Alexander Gallatin McNutt (January 3, 1802 – October 22, 1848) was a Mississippi attorney and politician who served as Governor from 1838 to 1842.

Early life
Alexander G. McNutt was born into an aristocratic landowning family in Rockbridge County, Virginia on January 3, 1802.  He graduated from Washington College (now Washington and Lee University) in 1821, studied law, and moved to Jackson, Mississippi in the early 1820s.  He subsequently relocated to Vicksburg, where he practiced in partnership with Joel Cameron.  When Cameron was murdered by his slaves in 1833, McNutt subsequently married Cameron's widow, Elizabeth Lewis Cameron.  (Before the slaves were executed, a free black man who was also implicated blamed McNutt for the murder, stating that McNutt had instigated it in order to profit by Cameron's death.)

Political career
A Democrat, in 1829 he served as a Selectman in Vicksburg.  In 1835 McNutt was elected to the Mississippi State Senate.  In 1837 he was elected President of the Senate.

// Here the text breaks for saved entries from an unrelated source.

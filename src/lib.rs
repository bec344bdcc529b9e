//! pyspell - fuzzy correction of pinyin names
//!
//! The crate checks romanized Chinese names against a vocabulary of pinyin
//! syllables and proposes single-edit corrections. It is built from:
//!
//! - [`distance`]: Levenshtein edit distance;
//! - [`bktree`]: a generic BK-tree ([`MetricTree`]) for radius search under
//!   any metric;
//! - [`lexicon`]: syllables bucketed by first character;
//! - [`segment`]: forward and backward maximum-matching segmentation;
//! - [`checker`]: [`PinyinChecker`], which ties them together.
//!
//! Examples
//!
//! - Compile-time embedding of the syllable list:
//!
//! ```ignore
//! use pyspell::include_syllables;
//!
//! let checker = include_syllables!("data/syllables.txt");
//! let names = checker.check_name("zhang wie");
//! ```
//!
//! - Runtime construction:
//!
//! ```ignore
//! use pyspell::PinyinChecker;
//!
//! let checker = PinyinChecker::from_path("syllables.txt")?;
//! assert_eq!(checker.check_name("yue"), ["yue"]);
//! ```

pub mod bktree;
pub mod checker;
pub mod config;
pub mod distance;
pub mod error;
pub mod lexicon;
pub mod segment;

/// Re-export commonly used types.
pub use bktree::MetricTree;
pub use checker::{normalize_name, PinyinChecker};
pub use config::CheckerConfig;
pub use distance::levenshtein;
pub use error::{Error, Result};
pub use lexicon::Lexicon;

/// Re-export the compile-time syllable macro from the proc-macro crate.
///
/// The expansion refers to `::phf`, so callers need `phf` among their own
/// dependencies.
pub use pyspell_macros::include_syllables;
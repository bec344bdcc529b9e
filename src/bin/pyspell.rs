//! pyspell CLI binary.
//!
//! Prints every correction of each name, one per line. Names come from the
//! command line or, when none are given, from stdin (one per line).

use std::io::{self, BufRead, Write};
use std::path::PathBuf;
use std::process;

use clap::Parser;
use tracing_subscriber::EnvFilter;

use pyspell::{CheckerConfig, PinyinChecker};

#[derive(Parser, Debug)]
#[command(name = "pyspell")]
#[command(about = "Check and correct pinyin names against a syllable list")]
#[command(version = env!("CARGO_PKG_VERSION"))]
struct Args {
    /// Syllable list, one syllable per line
    #[arg(short, long, value_name = "FILE")]
    dict: PathBuf,

    /// Names to check (read from stdin when omitted)
    #[arg(value_name = "NAME")]
    names: Vec<String>,

    /// Longest syllable considered by the segmenters
    #[arg(long, default_value_t = CheckerConfig::default().max_token_len)]
    max_token_len: usize,

    /// Most space-separated parts a corrected name may have
    #[arg(long, default_value_t = CheckerConfig::default().max_name_tokens)]
    max_name_tokens: usize,

    /// Prefix each correction with the name it came from
    #[arg(long)]
    show_input: bool,

    /// Verbosity (-v info, -vv debug, -vvv trace)
    #[arg(short, long, action = clap::ArgAction::Count)]
    verbose: u8,
}

fn main() {
    let args = Args::parse();

    let level = match args.verbose {
        0 => "warn",
        1 => "info",
        2 => "debug",
        _ => "trace",
    };
    tracing_subscriber::fmt()
        .with_env_filter(
            EnvFilter::try_from_default_env().unwrap_or_else(|_| EnvFilter::new(level)),
        )
        .with_writer(io::stderr)
        .init();

    if let Err(e) = run(&args) {
        eprintln!("Error: {e}");
        process::exit(1);
    }
}

fn run(args: &Args) -> pyspell::Result<()> {
    let config = CheckerConfig::default()
        .with_max_token_len(args.max_token_len)
        .with_max_name_tokens(args.max_name_tokens);
    let checker = PinyinChecker::from_path_with_config(&args.dict, config)?;

    let stdout = io::stdout();
    let mut out = stdout.lock();

    if args.names.is_empty() {
        for line in io::stdin().lock().lines() {
            print_corrections(&checker, &line?, args.show_input, &mut out)?;
        }
    } else {
        for name in &args.names {
            print_corrections(&checker, name, args.show_input, &mut out)?;
        }
    }
    Ok(())
}

fn print_corrections<W: Write>(
    checker: &PinyinChecker,
    name: &str,
    show_input: bool,
    out: &mut W,
) -> io::Result<()> {
    for corrected in checker.check_name(name) {
        if show_input {
            writeln!(out, "{name}\t{corrected}")?;
        } else {
            writeln!(out, "{corrected}")?;
        }
    }
    Ok(())
}
//! Error types for pyspell.
//!
//! Lookup misses (an unknown first character, an empty distance bucket, an
//! input that does not look like pinyin) are not errors; they surface as empty
//! results. Only vocabulary loading and explicit vocabulary growth can fail.

use std::io;
use std::path::PathBuf;

use thiserror::Error;

/// Errors raised while building or growing a [`PinyinChecker`](crate::PinyinChecker).
#[derive(Error, Debug)]
pub enum Error {
    /// The vocabulary file does not exist.
    #[error("vocabulary file not found: {}", .0.display())]
    MissingResource(PathBuf),

    /// An absent item (an empty word) was offered for insertion.
    #[error("invalid input: {0}")]
    InvalidInput(String),

    /// The vocabulary source exists but could not be read.
    #[error("I/O error: {0}")]
    Io(#[from] io::Error),
}

/// Result alias used throughout the crate.
pub type Result<T> = std::result::Result<T, Error>;

impl Error {
    /// Create an [`Error::InvalidInput`].
    pub fn invalid_input<S: Into<String>>(msg: S) -> Self {
        Error::InvalidInput(msg.into())
    }
}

McNutt ran successfully for governor in 1837 and served two terms, 1838 to 1842.  During his term Mississippi founded its state library and procured land for construction of a state university, and construction was completed on the state penitentiary.

During his governorship, McNutt opposed central banking, including Mississippi's Planters and Union Banks, in which the state had large ownership stakes, arguing that the stockholders and managers were corrupt.  The banks sold bonds in an effort to raise revenue, which the state repudiated under McNutt's influence, leaving the state with a large debt.

After leaving office he resumed practicing law.  In 1847 he ran unsuccessfully for the United States Senate, losing to Henry S. Foote.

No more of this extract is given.